Stored data entries:

use std::time::Duration;

pub type LinkError = Box<dyn std::error::Error + Send + Sync>;

/// Byte-level serial channel to the tank microcontroller.
///
/// Reads never block longer than `timeout`; a closed or failed channel is
/// reopened by the caller on its own schedule.
pub trait DeviceLink {
    fn open(&mut self) -> Result<(), LinkError>;
    fn close(&mut self);
    fn is_open(&self) -> bool;

    /// Append whatever bytes are available into `buf`, waiting at most
    /// `timeout` for the first one. Returns the number of bytes appended.
    fn read_into(&mut self, buf: &mut Vec<u8>, timeout: Duration) -> Result<usize, LinkError>;

    fn write_all(&mut self, bytes: &[u8]) -> Result<(), LinkError>;

    /// Human-readable endpoint name for logs.
    fn describe(&self) -> String {
        "device".to_string()
    }
}

impl<L: DeviceLink + ?Sized> DeviceLink for Box<L> {
    fn open(&mut self) -> Result<(), LinkError> {
        (**self).open()
    }
    fn close(&mut self) {
        (**self).close()
    }
    fn is_open(&self) -> bool {
        (**self).is_open()
    }
    fn read_into(&mut self, buf: &mut Vec<u8>, timeout: Duration) -> Result<usize, LinkError> {
        (**self).read_into(buf, timeout)
    }
    fn write_all(&mut self, bytes: &[u8]) -> Result<(), LinkError> {
        (**self).write_all(bytes)
    }
    fn describe(&self) -> String {
        (**self).describe()
    }
}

TASK STATEMENT: Your reply must be a faithful copy of each entry above.

RESPONSE TO THE TASK:
use std::time::Duration;

pub type LinkError = Box<dyn std::error::Error + Send + Sync>;

/// Byte-level serial channel to the tank microcontroller.
///
/// Reads never block longer than `timeout`; a closed or failed channel is
/// reopened by the caller on its own schedule.
pub trait DeviceLink {
    fn open(&mut self) -> Result<(), LinkError>;
    fn close(&mut self);
    fn is_open(&self) -> bool;

    /// Append whatever bytes are available into `buf`, waiting at most
    /// `timeout` for the first one. Returns the number of bytes appended.
    fn read_into(&mut self, buf: &mut Vec<u8>, timeout: Duration) -> Result<usize, LinkError>;

    fn write_all(&mut self, bytes: &[u8]) -> Result<(), LinkError>;

    /// Human-readable endpoint name for logs.
    fn describe(&self) -> String {
        "device".to_string()
    }
}

impl<L: DeviceLink + ?Sized> DeviceLink for Box<L> {
    fn open(&mut self) -> Result<(), LinkError> {
        (**self).open()
    }
    fn close(&mut self) {
        (**self).close()
    }
    fn is_open(&self) -> bool {
        (**self).is_open()
    }
    fn read_into(&mut self, buf: &mut Vec<u8>, timeout: Duration) -> Result<usize, LinkError> {
        (**self).read_into(buf, timeout)
    }
    fn write_all(&mut self, bytes: &[u8]) -> Result<(), LinkError> {
        (**self).write_all(bytes)
    }
    fn describe(&self) -> String {
        (**self).describe()
    }
}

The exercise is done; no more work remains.